When you watch television, advertisements scream at you, demanding a few seconds of your time, engineered year after year to find a new way around people’s mental filters and immunities to them. Once they’ve got your attention, they throw a bunch of meaningless info at you in the remaining seconds.
When you read a newspaper, headlines that are carefully crafted to get your attention immediately suck you in to an article - and there’s nothing wrong with that, only half the time the article fails to deliver. We get used to reading the intro and throwing it away.
When you listen to music, unless you enjoy a select few non-mainstream ‘preserved’ genres, you’re used to the standard 3 minute tune. It used to be that 3 and a half minutes was the standard mainstream music time limit, but now people even have trouble listening that far without growing bored. Sad, isn’t it?
The reality is that we’ve been made like this. Years of conditioning by marketers and journalists and pretend musicians have put Western society in a position where 99 out of every 100 people can’t concentrate on something for a couple of minutes, and grok forbid if a fly were to land on their arm!
So those who create the media have created a society where Attention Deficit Disorder describes the international natural state of existence, and now that the Internet has allowed society to become the ones who create (some of) the media, we’ve got a case of even worse attention-deprived content.
At this rate, 140 words will become too long; soon enough we won’t want to read anything longer than 140 characters. Shit, we’re already there.
It’s not a change in culture’s pace; it’s an epidemic. It’s a disaster. That burst in technological development we had over the last century or two is gonna start to dry up back to its former pace - except that people back then weren’t so bloody impatient. I work from home much of the time, and I’m thankful for it because it means I’m on the road less - you want a test of character, watch the way someone drives.
If I look back on the statistics for this article in a week, I’ll bet that most readers clicked on to the next thing within a few seconds. Either I’m completely wrong about all of this and speed-reading techniques have really improved lately, or those people hardly got through the opening paragraph.
Society is experiencing a constant state of attention deficit and we’re building a huge attention debt, because all that lack of paying attention has resulted in poorly informed and considered work.
The problem lies in both the reading and the writing.
It lies in the listening and the composing.
It’s in the news gathering and the news digestion.
So what do you do about it? There really is no pussy-footing around it, you’ve simply got to learn some patience. But patience aside - though it’s got to come first - the act of consideration is important. Thinking things through is paramount. Asking yourself why you are doing something can cut out a lot of the rubbish you were going to expose your audience too.
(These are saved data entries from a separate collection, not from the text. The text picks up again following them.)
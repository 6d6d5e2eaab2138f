//! Typed client actions over the request/response layer.
//!
//! Each action knows its payload and response types and its default
//! deadline. Passive reads degrade instead of failing:
//! `environment.list` falls back to HTTP, then to the static default set.

use std::sync::Arc;
use std::time::Duration;

use serde::Serialize;
use serde::de::DeserializeOwned;
use serde_json::Value;
use tracing::{debug, warn};

use super::connection::ConnectionManager;
use crate::config::SyncConfig;
use crate::domain::actions::{
    ENVIRONMENT_LIST, EnvironmentListResponse, LaunchSessionRequest, LaunchSessionResponse,
    MESSAGE_QUEUE_ADD, MESSAGE_QUEUE_CANCEL, MESSAGE_QUEUE_GET, MESSAGE_QUEUE_UPDATE,
    MoveTaskRequest, MoveTaskResponse, PERMISSION_RESPOND, PermissionReply, QueueMessageRequest,
    SESSION_LAUNCH, SESSION_SUBSCRIBE, SessionRef, TASK_MOVE, TASK_SUBSCRIBE, TaskRef,
};
use crate::domain::{Environment, QueueStatus, SessionId, TaskId, TaskSession};
use crate::error::SyncError;
use crate::ports::HttpApi;

#[derive(Clone)]
pub struct ClientActions {
    connection: ConnectionManager,
    http: Arc<dyn HttpApi>,
    config: Arc<SyncConfig>,
}

impl ClientActions {
    pub fn new(
        connection: ConnectionManager,
        http: Arc<dyn HttpApi>,
        config: Arc<SyncConfig>,
    ) -> Self {
        Self {
            connection,
            http,
            config,
        }
    }

    pub fn connection(&self) -> &ConnectionManager {
        &self.connection
    }

    pub fn http(&self) -> &Arc<dyn HttpApi> {
        &self.http
    }

    pub fn config(&self) -> &SyncConfig {
        &self.config
    }

    /// Encode, send over the push channel and decode the reply.
    pub async fn call<Req, Resp>(
        &self,
        action: &str,
        request: &Req,
        timeout: Duration,
    ) -> Result<Resp, SyncError>
    where
        Req: Serialize + ?Sized,
        Resp: DeserializeOwned,
    {
        let payload = serde_json::to_value(request)?;
        let reply = self.connection.request(action, payload, timeout).await?;
        Ok(serde_json::from_value(reply)?)
    }

    /// Like `call`, but retried as a direct HTTP action when the channel is down.
    async fn call_or_post<Req, Resp>(&self, action: &str, request: &Req) -> Result<Resp, SyncError>
    where
        Req: Serialize + ?Sized,
        Resp: DeserializeOwned,
    {
        match self.call(action, request, self.config.request_timeout()).await {
            Err(SyncError::ChannelUnavailable) => {
                debug!(action, "push channel unavailable; posting over http");
                let reply = self
                    .http
                    .post_action(action, serde_json::to_value(request)?)
                    .await?;
                Ok(serde_json::from_value(reply)?)
            }
            other => other,
        }
    }

    /// `session.launch`. `timeout` defaults to the intent's configured deadline.
    pub async fn launch_session(
        &self,
        request: &LaunchSessionRequest,
        timeout: Option<Duration>,
    ) -> Result<TaskSession, SyncError> {
        let timeout =
            timeout.unwrap_or_else(|| self.config.launch_timeouts.for_intent(request.intent));
        let response: LaunchSessionResponse = self.call(SESSION_LAUNCH, request, timeout).await?;
        Ok(response.session)
    }

    pub async fn respond_permission(&self, reply: &PermissionReply) -> Result<(), SyncError> {
        let _: Value = self.call_or_post(PERMISSION_RESPOND, reply).await?;
        Ok(())
    }

    pub async fn queue_message(
        &self,
        session_id: &SessionId,
        content: &str,
    ) -> Result<QueueStatus, SyncError> {
        let request = QueueMessageRequest {
            session_id: session_id.clone(),
            content: content.to_string(),
        };
        self.call(MESSAGE_QUEUE_ADD, &request, self.config.request_timeout())
            .await
    }

    pub async fn update_queued_message(
        &self,
        session_id: &SessionId,
        content: &str,
    ) -> Result<QueueStatus, SyncError> {
        let request = QueueMessageRequest {
            session_id: session_id.clone(),
            content: content.to_string(),
        };
        self.call(MESSAGE_QUEUE_UPDATE, &request, self.config.request_timeout())
            .await
    }

    pub async fn cancel_queued_message(
        &self,
        session_id: &SessionId,
    ) -> Result<QueueStatus, SyncError> {
        let request = SessionRef {
            session_id: session_id.clone(),
        };
        self.call(MESSAGE_QUEUE_CANCEL, &request, self.config.request_timeout())
            .await
    }

    pub async fn queue_status(&self, session_id: &SessionId) -> Result<QueueStatus, SyncError> {
        let request = SessionRef {
            session_id: session_id.clone(),
        };
        self.call(MESSAGE_QUEUE_GET, &request, self.config.request_timeout())
            .await
    }

    pub async fn move_task(
        &self,
        request: &MoveTaskRequest,
    ) -> Result<MoveTaskResponse, SyncError> {
        self.call(TASK_MOVE, request, self.config.request_timeout())
            .await
    }

    pub async fn subscribe_task(&self, task_id: &TaskId) -> Result<(), SyncError> {
        let request = TaskRef {
            task_id: task_id.clone(),
        };
        let _: Value = self
            .call(TASK_SUBSCRIBE, &request, self.config.request_timeout())
            .await?;
        Ok(())
    }

    pub async fn subscribe_session(&self, session_id: &SessionId) -> Result<(), SyncError> {
        let request = SessionRef {
            session_id: session_id.clone(),
        };
        let _: Value = self
            .call(SESSION_SUBSCRIBE, &request, self.config.request_timeout())
            .await?;
        Ok(())
    }

    /// Environments from the push channel, else `GET /api/v1/environments`,
    /// else the static defaults. Never fails.
    pub async fn list_environments(&self) -> Vec<Environment> {
        let via_channel: Result<EnvironmentListResponse, SyncError> = self
            .call(ENVIRONMENT_LIST, &serde_json::json!({}), self.config.request_timeout())
            .await;
        match via_channel {
            Ok(response) => return response.environments,
            Err(err) => debug!(error = %err, "environment.list over channel failed"),
        }

        match self.http.get_json("environments", &[]).await {
            Ok(body) => match decode_environments(body) {
                Ok(environments) => return environments,
                Err(err) => warn!(error = %err, "environment list over http undecodable"),
            },
            Err(err) => warn!(error = %err, "environment list over http failed"),
        }
        Environment::static_defaults()
    }
}

/// Accepts `{ "environments": [...] }` or a bare array.
fn decode_environments(body: Value) -> Result<Vec<Environment>, SyncError> {
    if body.is_array() {
        return Ok(serde_json::from_value(body)?);
    }
    let response: EnvironmentListResponse = serde_json::from_value(body)?;
    Ok(response.environments)
}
Were you going to write something because you thought it might bring in some traffic and nothing else? Sure, we all need traffic, but consider the fact you’re contributing to a much larger problem by written-for-Digg articles. Wanted to write a song with a melody you hate but know will stick in people’s heads? Sure, every musician needs listeners but… come on. Where’s the integrity in that?
So ask yourself first and foremost: why?
Then it’s time to leave your brain to work out the details for a while, before you start the process of creating the item itself. As my colleague NDK Creative Artist says, the act of consideration should take the most time in the process; if you’ve considered it properly, there’ll be no trouble in creating the piece quickly.
Want to end the attention deficit calamity of society? Want to kill the “Lazysphere,” as Rubel called it? Want to put the three-minute pop song format through a slow and painful death? Then, since this is the era of independent media, everyone has to ignore the bad content and do a more thoughtful job creating their own.
The media is still a powerful beast, but if we - by which I mean society - really wanted to change this, we could.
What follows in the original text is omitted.